Cell therapy's poster child: Chimeric antigen receptor T cell therapy.

Author: Liling QIAN ¹ ; Jiangqing CHEN ¹ ; Xiaoyan WU ¹ ; Ruirui JING ¹ ; Jie SUN ¹
Author Information

1. Bone Marrow Transplantation Center of the First Affiliated Hospital, and Department of Cell Biology, Zhejiang University School of Medicine, Hangzhou 310058, Zhejiang, China.

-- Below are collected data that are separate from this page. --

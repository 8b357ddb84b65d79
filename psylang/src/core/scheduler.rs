//! Scheduler and dispatcher.
//!
//! Decides which code runs on each tick. Within one tick the order is fixed:
//! key presses in arrival order, then due tasks in declaration order, then
//! the main program. Each interpreter call runs to completion before the next
//! one starts, so the shared state is never observed mid-update.
//!
//! Time is a [`Duration`] measured from the start of the run.

use std::time::Duration;

use tracing::{debug, info};

use crate::core::interpreter::{self, CodeBuffer};
use crate::core::parser::{KeyBindings, ParsedProgram, TaskSpec};
use crate::core::state::InterpreterState;

/// A task plus its next firing time.
#[derive(Debug, Clone, PartialEq, Eq)]
pub struct ScheduledTask {
    pub interval: Duration,
    pub code: String,
    pub next_fire: Duration,
}

impl ScheduledTask {
    /// First firing is one interval after `start`.
    pub fn new(spec: TaskSpec, start: Duration) -> Self {
        Self {
            interval: spec.interval,
            next_fire: start.saturating_add(spec.interval),
            code: spec.code,
        }
    }

    pub fn is_due(&self, now: Duration) -> bool {
        self.next_fire <= now
    }

    /// Move to the next slot of the fixed period. The slot is derived from the
    /// previous slot, never from the time the firing was processed.
    fn advance(&mut self) {
        self.next_fire = self.next_fire.saturating_add(self.interval);
    }
}

/// What a single [`Scheduler::tick`] did.
#[derive(Debug, Clone, Copy, Default, PartialEq, Eq)]
pub struct TickReport {
    /// Key presses that matched a binding.
    pub keys_dispatched: usize,
    pub tasks_fired: usize,
    /// Whether any main-program code was interpreted.
    pub main_advanced: bool,
}

/// Drives the main program, the task list and the key bindings.
#[derive(Debug, Clone)]
pub struct Scheduler {
    main: CodeBuffer,
    bindings: KeyBindings,
    tasks: Vec<ScheduledTask>,
}

impl Scheduler {
    /// Build from a parse result. Display flags are not the scheduler's
    /// concern and are dropped.
    pub fn new(program: ParsedProgram, start: Duration) -> Self {
        let tasks = program
            .tasks
            .into_iter()
            .map(|spec| ScheduledTask::new(spec, start))
            .collect();
        Self {
            main: CodeBuffer::new(program.main),
            bindings: program.bindings,
            tasks,
        }
    }

    /// Run one tick: `keys` in order, then due tasks, then the main program.
    pub fn tick<S: AsRef<str>>(
        &mut self,
        state: &mut InterpreterState,
        now: Duration,
        keys: &[S],
    ) -> TickReport {
        let mut keys_dispatched = 0;
        for key in keys {
            if self.dispatch_key(state, key.as_ref()) {
                keys_dispatched += 1;
            }
        }
        let tasks_fired = self.fire_due_tasks(state, now);
        let main_advanced = self.advance_main(state);
        TickReport {
            keys_dispatched,
            tasks_fired,
            main_advanced,
        }
    }

    /// Run the block bound to `key` (case-insensitive). Returns whether a
    /// binding existed.
    pub fn dispatch_key(&self, state: &mut InterpreterState, key: &str) -> bool {
        let name = key.to_uppercase();
        match self.bindings.get(&name) {
            Some(code) => {
                debug!(key = %name, "dispatching key binding");
                interpreter::execute(state, code, 0);
                true
            }
            None => {
                debug!(key = %name, "no binding for key");
                false
            }
        }
    }

    /// Fire every task whose slot has come, each at most once per call.
    pub fn fire_due_tasks(&mut self, state: &mut InterpreterState, now: Duration) -> usize {
        let mut fired = 0;
        for (index, task) in self.tasks.iter_mut().enumerate() {
            if !task.is_due(now) {
                continue;
            }
            debug!(
                task = index,
                slot_secs = task.next_fire.as_secs_f64(),
                now_secs = now.as_secs_f64(),
                "firing task"
            );
            interpreter::execute(state, &task.code, 0);
            task.advance();
            fired += 1;
        }
        fired
    }

    /// Interpret the rest of the main program. A no-op once it is consumed.
    pub fn advance_main(&mut self, state: &mut InterpreterState) -> bool {
        if self.main.is_exhausted() {
            return false;
        }
        interpreter::run(state, &mut self.main);
        info!(len = self.main.len(), "main program consumed");
        true
    }

    /// Offset into the (possibly rewritten) main program.
    pub fn main_cursor(&self) -> usize {
        self.main.cursor()
    }

    pub fn main_program(&self) -> &str {
        self.main.text()
    }

    pub fn is_main_finished(&self) -> bool {
        self.main.is_exhausted()
    }

    pub fn tasks(&self) -> &[ScheduledTask] {
        &self.tasks
    }

    pub fn bindings(&self) -> &KeyBindings {
        &self.bindings
    }
}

Publication Type:Journal Article
Keywords: cell therapy; chimeric antigen receptor T cell; immunotherapy; synthetic biology
MeSH: Cell- and Tissue-Based Therapy; Child; Humans; Immunotherapy; Immunotherapy, Adoptive; Receptors, Antigen, T-Cell; Receptors, Chimeric Antigen; T-Lymphocytes
From: Chinese Journal of Biotechnology 2019;35(12):2339-2349
CountryChina
Language:Chinese
Abstract: Chimeric antigen receptor T (CAR-T) cell therapy, which adoptively transfers engineered T cells expressing synthetic receptors to target specific antigens, has achieved great clinical success in treating hematological malignancies. Though FDA has approved two CAR-T products, CAR-T therapy can cause some side effects, such as cytokine release syndrome (CRS), neurotoxicity and B cell aplasia. Meanwhile, lacking tumor specific antigen and the suppressive tumor environment limit the efficacy of CAR-T therapy in solid tumor. This review focuses on the structural components, clinical applications and synthetic biology approaches on CAR-T cell design, and summarizes the challenges and perspectives of CAR-T therapy as a revolutionary cancer immunotherapy.